Camsap2-flox Mouse

Camsap2, short for calmodulin-regulated spectrin-associated protein 2, is a microtubule minus-end-targeting protein. It plays a crucial role in microtubule organization, participating in processes like microtubule nucleation, stabilization, and release from the γ-tubulin ring complex (γ-TuRC). It is involved in multiple signaling pathways such as Trio/Rac1, JNK/c-Jun, and TGF-β, and is of great biological importance in cell migration, polarity, and intracellular transport [2,3,6,7].

In hepatocellular carcinoma, Camsap2 is upregulated and drives metastasis by mediating noncentrosomal microtubule acetylation. Depletion of Camsap2 transforms the noncentrosomal microtubule array into a radial centrosomal pattern, impairing cell migration and invasion [1]. In colorectal cancer, high Camsap2 expression promotes cell migration, invasion, and metastasis through activation of the JNK/c-Jun/MMP-1 signaling pathway. Silencing Camsap2 leads to the opposite effects [3]. In lung cancer, Camsap2 enhances metastasis by mediating RASAL2 degradation, and its knockdown inhibits cell motility in vitro and metastasis in vivo [4]. In gastric cancer, high Camsap2 expression promotes invasion and metastasis possibly by upregulating TGF-β signaling to promote epithelial-mesenchymal transition (EMT) [6]. In Sertoli cells, Camsap2 knockdown promotes tight junction barrier function and blocks perfluorooctanesulfonate (PFOS)-induced cell injury by regulating microtubule and actin dynamics [5].
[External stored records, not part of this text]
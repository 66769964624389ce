//! Single-pass DAX lexer.
//!
//! Tokenization is total: unrecognized characters become [`TokenKind::Error`]
//! tokens of length 1 and scanning continues, so every input string produces
//! a token stream terminated by [`TokenKind::Eof`]. Trivia (whitespace,
//! newlines, comments) is kept in the output; each token's `text` is the
//! verbatim source slice, so the stream concatenates back to the input
//! byte-for-byte.

use crate::token::{Token, TokenKind};

/// Lex `source` into a flat, `Eof`-terminated token sequence.
pub fn tokenize(source: &str) -> Vec<Token> {
    let mut lexer = Lexer::new(source);
    let mut tokens = Vec::new();
    loop {
        let token = lexer.next_token();
        let done = token.kind == TokenKind::Eof;
        tokens.push(token);
        if done {
            return tokens;
        }
    }
}

struct Lexer<'a> {
    source: &'a str,
    chars: std::str::Chars<'a>,
    peeked: Option<char>,
    /// Byte offset of `peeked`.
    offset: usize,
    line: u32,
    column: u32,
}

impl<'a> Lexer<'a> {
    fn new(source: &'a str) -> Self {
        let mut chars = source.chars();
        let peeked = chars.next();
        Self {
            source,
            chars,
            peeked,
            offset: 0,
            line: 1,
            column: 1,
        }
    }

    fn peek(&self) -> Option<char> {
        self.peeked
    }

    /// The character after `peek`, without consuming anything.
    fn peek2(&self) -> Option<char> {
        self.chars.clone().next()
    }

    fn bump(&mut self) -> Option<char> {
        let current = self.peeked.take()?;
        self.offset += current.len_utf8();
        self.peeked = self.chars.next();
        match current {
            '\n' => {
                self.line += 1;
                self.column = 1;
            }
            // A CR not followed by LF still terminates a line; CRLF counts
            // once, at the LF.
            '\r' if self.peeked != Some('\n') => {
                self.line += 1;
                self.column = 1;
            }
            _ => self.column += 1,
        }
        Some(current)
    }

    fn consume_while<F>(&mut self, mut predicate: F)
    where
        F: FnMut(char) -> bool,
    {
        while let Some(ch) = self.peek() {
            if !predicate(ch) {
                break;
            }
            self.bump();
        }
    }

    fn token(&self, kind: TokenKind, start: usize, line: u32, column: u32) -> Token {
        Token {
            kind,
            text: self.source[start..self.offset].to_string(),
            start,
            line,
            column,
        }
    }

    fn next_token(&mut self) -> Token {
        let start = self.offset;
        let line = self.line;
        let column = self.column;

        let Some(ch) = self.peek() else {
            return self.token(TokenKind::Eof, start, line, column);
        };

        let kind = match ch {
            '\r' | '\n' => {
                self.bump();
                if ch == '\r' && self.peek() == Some('\n') {
                    self.bump();
                }
                TokenKind::Newline
            }
            c if c.is_whitespace() => {
                self.consume_while(|c| c.is_whitespace() && c != '\n' && c != '\r');
                TokenKind::Whitespace
            }
            '/' => {
                self.bump();
                match self.peek() {
                    Some('/') => {
                        self.bump();
                        self.consume_while(|c| c != '\n' && c != '\r');
                        TokenKind::SingleLineComment
                    }
                    Some('*') => {
                        self.bump();
                        self.scan_block_comment();
                        TokenKind::MultiLineComment
                    }
                    _ => TokenKind::Slash,
                }
            }
            '-' => {
                self.bump();
                if self.peek() == Some('-') {
                    self.bump();
                    self.consume_while(|c| c != '\n' && c != '\r');
                    TokenKind::SingleLineComment
                } else {
                    TokenKind::Minus
                }
            }
            '"' => {
                self.bump();
                self.scan_string();
                TokenKind::String
            }
            '\'' => {
                self.bump();
                self.consume_while(|c| c != '\'');
                if self.peek() == Some('\'') {
                    self.bump();
                }
                TokenKind::TableReference
            }
            '[' => {
                self.bump();
                self.consume_while(|c| c != ']');
                if self.peek() == Some(']') {
                    self.bump();
                }
                TokenKind::ColumnReference
            }
            c if c.is_ascii_digit() || (c == '.' && matches!(self.peek2(), Some(d) if d.is_ascii_digit())) =>
            {
                self.scan_number();
                TokenKind::Number
            }
            c if c.is_alphabetic() || c == '_' => {
                self.consume_while(|c| c.is_alphanumeric() || c == '_' || c == '.');
                let text = &self.source[start..self.offset];
                TokenKind::keyword(text).unwrap_or(TokenKind::Identifier)
            }
            _ => self.scan_operator(ch),
        };

        self.token(kind, start, line, column)
    }

    /// Body of `/* ... */` with the opening delimiter already consumed.
    /// An unterminated comment runs to end of input.
    fn scan_block_comment(&mut self) {
        loop {
            match self.bump() {
                None => break,
                Some('*') if self.peek() == Some('/') => {
                    self.bump();
                    break;
                }
                Some(_) => {}
            }
        }
    }

    /// Body of a `"..."` literal with the opening quote already consumed.
    /// `""` is an escaped quote; an unterminated string runs to end of input.
    fn scan_string(&mut self) {
        loop {
            match self.peek() {
                None => break,
                Some('"') => {
                    self.bump();
                    if self.peek() == Some('"') {
                        self.bump();
                        continue;
                    }
                    break;
                }
                Some(_) => {
                    self.bump();
                }
            }
        }
    }

    /// Integer digits, optional fraction, optional exponent. The `.` and the
    /// exponent marker are only consumed when the characters after them keep
    /// the token a valid number, so `1.foo` lexes as `1` `.foo` and `1e`
    /// lexes as `1` `e` rather than producing a malformed literal.
    fn scan_number(&mut self) {
        self.consume_while(|c| c.is_ascii_digit());
        if self.peek() == Some('.') && matches!(self.peek2(), Some(d) if d.is_ascii_digit()) {
            self.bump();
            self.consume_while(|c| c.is_ascii_digit());
        }
        if matches!(self.peek(), Some('e' | 'E')) {
            let mut rest = self.chars.clone();
            let valid = match rest.next() {
                Some('+') | Some('-') => matches!(rest.next(), Some(d) if d.is_ascii_digit()),
                Some(d) => d.is_ascii_digit(),
                None => false,
            };
            if valid {
                self.bump();
                if matches!(self.peek(), Some('+' | '-')) {
                    self.bump();
                }
                self.consume_while(|c| c.is_ascii_digit());
            }
        }
    }

    fn scan_operator(&mut self, ch: char) -> TokenKind {
        self.bump();
        match ch {
            '<' => match self.peek() {
                Some('>') => {
                    self.bump();
                    TokenKind::NotEqual
                }
                Some('=') => {
                    self.bump();
                    TokenKind::LessEqual
                }
                _ => TokenKind::Less,
            },
            '>' => {
                if self.peek() == Some('=') {
                    self.bump();
                    TokenKind::GreaterEqual
                } else {
                    TokenKind::Greater
                }
            }
            '&' => {
                if self.peek() == Some('&') {
                    self.bump();
                    TokenKind::AmpAmp
                } else {
                    TokenKind::Ampersand
                }
            }
            '|' => {
                if self.peek() == Some('|') {
                    self.bump();
                    TokenKind::PipePipe
                } else {
                    TokenKind::Error
                }
            }
            '+' => TokenKind::Plus,
            '*' => TokenKind::Star,
            '^' => TokenKind::Caret,
            '=' => TokenKind::Equal,
            '(' => TokenKind::LParen,
            ')' => TokenKind::RParen,
            '{' => TokenKind::LBrace,
            '}' => TokenKind::RBrace,
            ',' => TokenKind::Comma,
            _ => TokenKind::Error,
        }
    }
}
//! Unit loading: isolation of load failures and the exit-status law.

mod common;

use canopy::{discovery, Origin, OutcomeKind, Runner, Unit};
use pretty_assertions::assert_eq;

fn run_units(units: Vec<Unit>) -> common::Capture {
    common::run(|session| Runner::new(units).run(session))
}

#[test]
fn a_unit_that_fails_to_load_does_not_abort_its_neighbors() {
    let units = vec![
        Unit::new("test/one_test", |session| {
            session.scope("one", |s| s.test("passes", |t| t.assert(true, None)));
            Ok(())
        }),
        Unit::new("test/two_test", |_| Err("malformed declaration".into())),
        Unit::new("test/three_test", |session| {
            session.scope("three", |s| s.test("passes", |t| t.assert(true, None)));
            Ok(())
        }),
    ];

    let capture = run_units(units);
    assert_eq!(capture.markers, ".E.");
    assert_eq!(capture.registry.len(), 1);
    let outcome = &capture.registry.outcomes()[0];
    assert_eq!(outcome.kind, OutcomeKind::Errored);
    assert_eq!(outcome.origin, Origin::Unit("test/two_test".to_string()));
    assert_eq!(outcome.message.as_deref(), Some("malformed declaration"));
    assert_eq!(capture.registry.exit_status(), 1);
}

#[test]
fn a_panic_during_load_is_attributed_to_the_unit() {
    let units = vec![Unit::new("test/explodes_test", |_| {
        panic!("bad top-level declaration")
    })];

    let capture = run_units(units);
    assert_eq!(capture.markers, "E");
    let outcome = &capture.registry.outcomes()[0];
    assert_eq!(outcome.kind, OutcomeKind::Errored);
    assert_eq!(outcome.origin, Origin::Unit("test/explodes_test".to_string()));
    assert_eq!(
        outcome.message.as_deref(),
        Some("bad top-level declaration")
    );
    let location = outcome.location.as_ref().expect("panic site captured");
    assert!(location.file.ends_with("runner_test.rs"));
}

#[test]
fn an_erroring_test_does_not_abort_the_rest_of_its_unit() {
    let units = vec![Unit::new("test/mixed_test", |session| {
        session.scope("mixed", |s| {
            s.test("panics", |_| panic!("inside the body"));
            s.test("still runs", |t| t.assert(true, None));
        });
        Ok(())
    })];

    let capture = run_units(units);
    assert_eq!(capture.markers, "E.");
    assert_eq!(capture.registry.len(), 1);
}

#[test]
fn units_load_strictly_in_the_order_given() {
    let units = vec![
        Unit::new("test/b_test", |session| {
            session.scope("b", |s| s.test("marks", |t| t.flunk(Some("from b"))));
            Ok(())
        }),
        Unit::new("test/a_test", |session| {
            session.scope("a", |s| s.test("marks", |t| t.flunk(Some("from a"))));
            Ok(())
        }),
    ];

    let capture = run_units(units);
    let messages: Vec<&str> = capture
        .registry
        .outcomes()
        .iter()
        .map(|outcome| outcome.message.as_deref().unwrap())
        .collect();
    assert_eq!(messages, ["from b", "from a"]);
}

#[test]
fn skip_only_runs_succeed_while_any_failure_fails_the_run() {
    let skip_only = run_units(vec![Unit::new("test/skips_test", |session| {
        session.scope("skips", |s| s.test("opts out", |t| t.skip()));
        Ok(())
    })]);
    assert_eq!(skip_only.markers, "S");
    assert_eq!(skip_only.registry.exit_status(), 0);

    let failing = run_units(vec![Unit::new("test/fails_test", |session| {
        session.scope("fails", |s| s.test("fails", |t| t.flunk(None)));
        Ok(())
    })]);
    assert_eq!(failing.registry.exit_status(), 1);
}

#[test]
fn discovery_narrows_the_unit_list_before_the_run() {
    let units = vec![
        Unit::new("test/kept_test", |session| {
            session.scope("kept", |s| s.test("runs", |t| t.assert(true, None)));
            Ok(())
        }),
        Unit::new("bench/dropped_bench", |session| {
            session.scope("dropped", |s| {
                s.test("never runs", |t| t.flunk(Some("must never run")))
            });
            Ok(())
        }),
    ];

    let selected = discovery::select(units, Some("test/*_test")).unwrap();
    let capture = run_units(selected);
    assert_eq!(capture.markers, ".");
    assert!(capture.registry.is_empty());
}
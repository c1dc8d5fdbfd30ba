// Canopy self-test binary: registers a small, deterministic suite that
// exercises every outcome kind, so the marker stream, summary report, and
// exit status can be verified end to end.
// Usage: cargo run --bin selftest [pattern] [--scope NAME] [--test NAME]

use canopy::{cli, LoadResult, Session, Unit, Value};

fn main() {
    cli::main(units())
}

fn units() -> Vec<Unit> {
    vec![
        Unit::new("selftest/scope_test", scope_unit),
        Unit::new("selftest/outcome_test", outcome_unit),
        Unit::new("selftest/broken_test", broken_unit),
    ]
}

/// Helpers, hooks, and nesting, all passing.
fn scope_unit(session: &mut Session) -> LoadResult {
    session.scope("composition", |s| {
        s.helper("greeting", |_| Ok(Value::from("hello")));
        s.setup(|t| {
            let greeting = t.call("greeting")?;
            t.set("greeting", greeting);
            Ok(())
        });

        s.test("helper values reach the scratch state", |t| {
            t.assert(t.get("greeting") == Some(Value::from("hello")), None)
        });

        s.scope("nested", |inner| {
            inner.helper("audience", |_| Ok(Value::from("world")));
            inner.test("inherits outer helpers", |t| {
                t.assert(t.has_helper("greeting"), None)?;
                t.assert(t.has_helper("audience"), None)
            });
        });
    });
    Ok(())
}

/// One of each non-passing classification.
fn outcome_unit(session: &mut Session) -> LoadResult {
    session.scope("outcomes", |s| {
        s.test("fails deliberately", |t| t.flunk(Some("deliberate failure")));
        s.test("skips deliberately", |t| t.skip());
        s.test("errors deliberately", |_| panic!("deliberate panic"));
    });
    Ok(())
}

/// A unit that fails to load.
fn broken_unit(_session: &mut Session) -> LoadResult {
    Err("malformed declaration".into())
}
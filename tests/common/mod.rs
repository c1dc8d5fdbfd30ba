//! Shared capture harness for the integration tests: runs declarations
//! against an in-memory session and hands back the recorded outcomes and
//! the marker stream.

#![allow(dead_code)]

use canopy::cli::output::OutputBuffer;
use canopy::{OutcomeRegistry, RunConfig, Session};

pub struct Capture {
    pub registry: OutcomeRegistry,
    pub markers: String,
}

/// A configuration with no selectors and no terminal concerns.
pub fn plain_config() -> RunConfig {
    RunConfig {
        scope_filter: None,
        test_filter: None,
        show_backtrace: false,
        use_colors: false,
    }
}

/// Runs `declare` against a fresh session under `config`.
pub fn run_with(config: RunConfig, declare: impl FnOnce(&mut Session)) -> Capture {
    let mut sink = OutputBuffer::new();
    let registry = {
        let mut session = Session::new(config, &mut sink);
        declare(&mut session);
        session.finish()
    };
    Capture {
        registry,
        markers: sink.markers().to_string(),
    }
}

/// Runs `declare` with no selectors configured.
pub fn run(declare: impl FnOnce(&mut Session)) -> Capture {
    run_with(plain_config(), declare)
}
In conclusion, Camsap2 is essential for microtubule-related cellular functions. Gene knockout or knockdown models of Camsap2 in various cancer types and cell systems have revealed its oncogenic role in promoting cancer cell migration, invasion, and metastasis. These findings suggest that targeting Camsap2-mediated pathways could be a potential therapeutic strategy for treating related cancers [1,3,4,6].